• _The problem_: The whole answer is the data below, retyped exactly.
-- Material shown follows --
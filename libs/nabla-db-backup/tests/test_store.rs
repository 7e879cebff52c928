//! Document store against a live PostgreSQL (`NABLA_TEST_DATABASE_URL`).

mod support;

use nabla_db_backup::models::{Backup, BACKUP_SCHEMA, USER_SCHEMA};
use nabla_query::{csv_export, Collection, Paginator, QueryFilter, RawQueryOptions};
use serde_json::json;
use support::{with_test_store, TestStore};

async fn seed(t: &TestStore) -> anyhow::Result<()> {
    t.store
        .insert(
            &USER_SCHEMA,
            json!({"_id": "u1", "name": "Alice Smith", "email": "Alice@X.com", "password": "pw"}),
        )
        .await?;
    for i in 0..25 {
        t.store
            .insert(
                &BACKUP_SCHEMA,
                json!({
                    "_id": format!("b{i:02}"),
                    "file": format!("dump-{i:02}.gz"),
                    "db": if i % 2 == 0 { "shop" } else { "crm" },
                    "user": "u1",
                    "ip": format!(" 10.0.0.{i} "),
                    "dbSize": 1000 + i,
                    "createdAt": format!("2024-01-01T00:00:{i:02}.000000Z")
                }),
            )
            .await?;
    }
    Ok(())
}

#[tokio::test]
async fn pages_count_and_window() -> anyhow::Result<()> {
    with_test_store(|t| {
        Box::pin(async move {
            seed(t).await?;
            let backups = Paginator::new(t.store.collection(&BACKUP_SCHEMA));

            let page = backups
                .search(None, &RawQueryOptions::default().limit(10i64).page(3i64))
                .await?;
            assert_eq!(page.total_results, 25);
            assert_eq!(page.total_pages, 3);
            assert_eq!(page.results.len(), 5);
            assert_eq!(page.results[0]["_id"], "b20");

            let far = backups
                .search(None, &RawQueryOptions::default().page("99999999999999999999"))
                .await?;
            assert!(far.results.is_empty());
            assert_eq!(far.total_results, 25);
            Ok(())
        })
    })
    .await
}

#[tokio::test]
async fn search_is_case_insensitive_regex_over_searchable_fields() -> anyhow::Result<()> {
    with_test_store(|t| {
        Box::pin(async move {
            seed(t).await?;
            let backups = Paginator::new(t.store.collection(&BACKUP_SCHEMA));

            let page = backups
                .search(Some("SHOP"), &RawQueryOptions::default().limit(100i64))
                .await?;
            assert_eq!(page.total_results, 13);

            // Stored ip was trimmed
            let page = backups
                .search(Some("^10\\.0\\.0\\.7$"), &RawQueryOptions::default())
                .await?;
            assert_eq!(page.total_results, 1);
            assert_eq!(page.results[0]["ip"], "10.0.0.7");
            Ok(())
        })
    })
    .await
}

#[tokio::test]
async fn sorts_numbers_numerically_and_populates_users() -> anyhow::Result<()> {
    with_test_store(|t| {
        Box::pin(async move {
            seed(t).await?;
            let backups = Paginator::new(t.store.collection(&BACKUP_SCHEMA));

            let page = backups
                .search(
                    Some("crm"),
                    &RawQueryOptions::default()
                        .sort_by("dbSize:desc")
                        .populate("user")
                        .limit(3i64),
                )
                .await?;
            let sizes: Vec<u64> = page
                .results
                .iter()
                .filter_map(|doc| doc["dbSize"].as_u64())
                .collect();
            assert_eq!(sizes, vec![1023, 1021, 1019]);

            let typed = page.try_map(serde_json::from_value::<Backup>)?;
            let user = typed.results[0]
                .user
                .as_ref()
                .and_then(|u| u.document())
                .expect("populated user");
            assert_eq!(user.email, "alice@x.com");
            Ok(())
        })
    })
    .await
}

#[tokio::test]
async fn base_filter_and_csv_export() -> anyhow::Result<()> {
    with_test_store(|t| {
        Box::pin(async move {
            seed(t).await?;
            let collection = t.store.collection(&BACKUP_SCHEMA);

            let mut base = serde_json::Map::new();
            base.insert("db".to_string(), json!("crm"));
            base.insert("status".to_string(), json!(""));
            let page = Paginator::new(collection.clone())
                .paginate(&base, &RawQueryOptions::default(), Some("dump-1"))
                .await?;
            // dump-11, 13, 15, 17, 19
            assert_eq!(page.total_results, 5);

            let mut out = Vec::new();
            let rows = csv_export::export_collection(
                &collection,
                QueryFilter::all().with_equals("db", json!("shop")),
                &mut out,
            )
            .await?;
            assert_eq!(rows, 13);
            let text = String::from_utf8(out)?;
            assert!(text.starts_with("_id,ip,file,db,user,"));
            assert_eq!(text.lines().count(), 14);
            Ok(())
        })
    })
    .await
}

#[tokio::test]
async fn insert_replaces_same_id() -> anyhow::Result<()> {
    with_test_store(|t| {
        Box::pin(async move {
            seed(t).await?;
            t.store
                .insert(
                    &BACKUP_SCHEMA,
                    json!({"_id": "b00", "file": "again.gz", "db": "shop", "user": "u1", "ip": "x"}),
                )
                .await?;
            let collection = t.store.collection(&BACKUP_SCHEMA);
            let count = collection
                .count_documents(&nabla_query::CountQuery {
                    filter: QueryFilter::all(),
                })
                .await?;
            assert_eq!(count, 25);
            assert!(t.store.delete(&BACKUP_SCHEMA, "b00").await?);
            Ok(())
        })
    })
    .await
}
-- Material shown concluded --
• _Expected output_:
filename libs/nabla-db-backup/tests/test_store.rs
repository 7e879cebff52c928
//! Document store against a live PostgreSQL (`NABLA_TEST_DATABASE_URL`).

mod support;

use nabla_db_backup::models::{Backup, BACKUP_SCHEMA, USER_SCHEMA};
use nabla_query::{csv_export, Collection, Paginator, QueryFilter, RawQueryOptions};
use serde_json::json;
use support::{with_test_store, TestStore};

async fn seed(t: &TestStore) -> anyhow::Result<()> {
    t.store
        .insert(
            &USER_SCHEMA,
            json!({"_id": "u1", "name": "Alice Smith", "email": "Alice@X.com", "password": "pw"}),
        )
        .await?;
    for i in 0..25 {
        t.store
            .insert(
                &BACKUP_SCHEMA,
                json!({
                    "_id": format!("b{i:02}"),
                    "file": format!("dump-{i:02}.gz"),
                    "db": if i % 2 == 0 { "shop" } else { "crm" },
                    "user": "u1",
                    "ip": format!(" 10.0.0.{i} "),
                    "dbSize": 1000 + i,
                    "createdAt": format!("2024-01-01T00:00:{i:02}.000000Z")
                }),
            )
            .await?;
    }
    Ok(())
}

#[tokio::test]
async fn pages_count_and_window() -> anyhow::Result<()> {
    with_test_store(|t| {
        Box::pin(async move {
            seed(t).await?;
            let backups = Paginator::new(t.store.collection(&BACKUP_SCHEMA));

            let page = backups
                .search(None, &RawQueryOptions::default().limit(10i64).page(3i64))
                .await?;
            assert_eq!(page.total_results, 25);
            assert_eq!(page.total_pages, 3);
            assert_eq!(page.results.len(), 5);
            assert_eq!(page.results[0]["_id"], "b20");

            let far = backups
                .search(None, &RawQueryOptions::default().page("99999999999999999999"))
                .await?;
            assert!(far.results.is_empty());
            assert_eq!(far.total_results, 25);
            Ok(())
        })
    })
    .await
}

#[tokio::test]
async fn search_is_case_insensitive_regex_over_searchable_fields() -> anyhow::Result<()> {
    with_test_store(|t| {
        Box::pin(async move {
            seed(t).await?;
            let backups = Paginator::new(t.store.collection(&BACKUP_SCHEMA));

            let page = backups
                .search(Some("SHOP"), &RawQueryOptions::default().limit(100i64))
                .await?;
            assert_eq!(page.total_results, 13);

            // Stored ip was trimmed
            let page = backups
                .search(Some("^10\\.0\\.0\\.7$"), &RawQueryOptions::default())
                .await?;
            assert_eq!(page.total_results, 1);
            assert_eq!(page.results[0]["ip"], "10.0.0.7");
            Ok(())
        })
    })
    .await
}

#[tokio::test]
async fn sorts_numbers_numerically_and_populates_users() -> anyhow::Result<()> {
    with_test_store(|t| {
        Box::pin(async move {
            seed(t).await?;
            let backups = Paginator::new(t.store.collection(&BACKUP_SCHEMA));

            let page = backups
                .search(
                    Some("crm"),
                    &RawQueryOptions::default()
                        .sort_by("dbSize:desc")
                        .populate("user")
                        .limit(3i64),
                )
                .await?;
            let sizes: Vec<u64> = page
                .results
                .iter()
                .filter_map(|doc| doc["dbSize"].as_u64())
                .collect();
            assert_eq!(sizes, vec![1023, 1021, 1019]);

            let typed = page.try_map(serde_json::from_value::<Backup>)?;
            let user = typed.results[0]
                .user
                .as_ref()
                .and_then(|u| u.document())
                .expect("populated user");
            assert_eq!(user.email, "alice@x.com");
            Ok(())
        })
    })
    .await
}

#[tokio::test]
async fn base_filter_and_csv_export() -> anyhow::Result<()> {
    with_test_store(|t| {
        Box::pin(async move {
            seed(t).await?;
            let collection = t.store.collection(&BACKUP_SCHEMA);

            let mut base = serde_json::Map::new();
            base.insert("db".to_string(), json!("crm"));
            base.insert("status".to_string(), json!(""));
            let page = Paginator::new(collection.clone())
                .paginate(&base, &RawQueryOptions::default(), Some("dump-1"))
                .await?;
            // dump-11, 13, 15, 17, 19
            assert_eq!(page.total_results, 5);

            let mut out = Vec::new();
            let rows = csv_export::export_collection(
                &collection,
                QueryFilter::all().with_equals("db", json!("shop")),
                &mut out,
            )
            .await?;
            assert_eq!(rows, 13);
            let text = String::from_utf8(out)?;
            assert!(text.starts_with("_id,ip,file,db,user,"));
            assert_eq!(text.lines().count(), 14);
            Ok(())
        })
    })
    .await
}

#[tokio::test]
async fn insert_replaces_same_id() -> anyhow::Result<()> {
    with_test_store(|t| {
        Box::pin(async move {
            seed(t).await?;
            t.store
                .insert(
                    &BACKUP_SCHEMA,
                    json!({"_id": "b00", "file": "again.gz", "db": "shop", "user": "u1", "ip": "x"}),
                )
                .await?;
            let collection = t.store.collection(&BACKUP_SCHEMA);
            let count = collection
                .count_documents(&nabla_query::CountQuery {
                    filter: QueryFilter::all(),
                })
                .await?;
            assert_eq!(count, 25);
            assert!(t.store.delete(&BACKUP_SCHEMA, "b00").await?);
            Ok(())
        })
    })
    .await
}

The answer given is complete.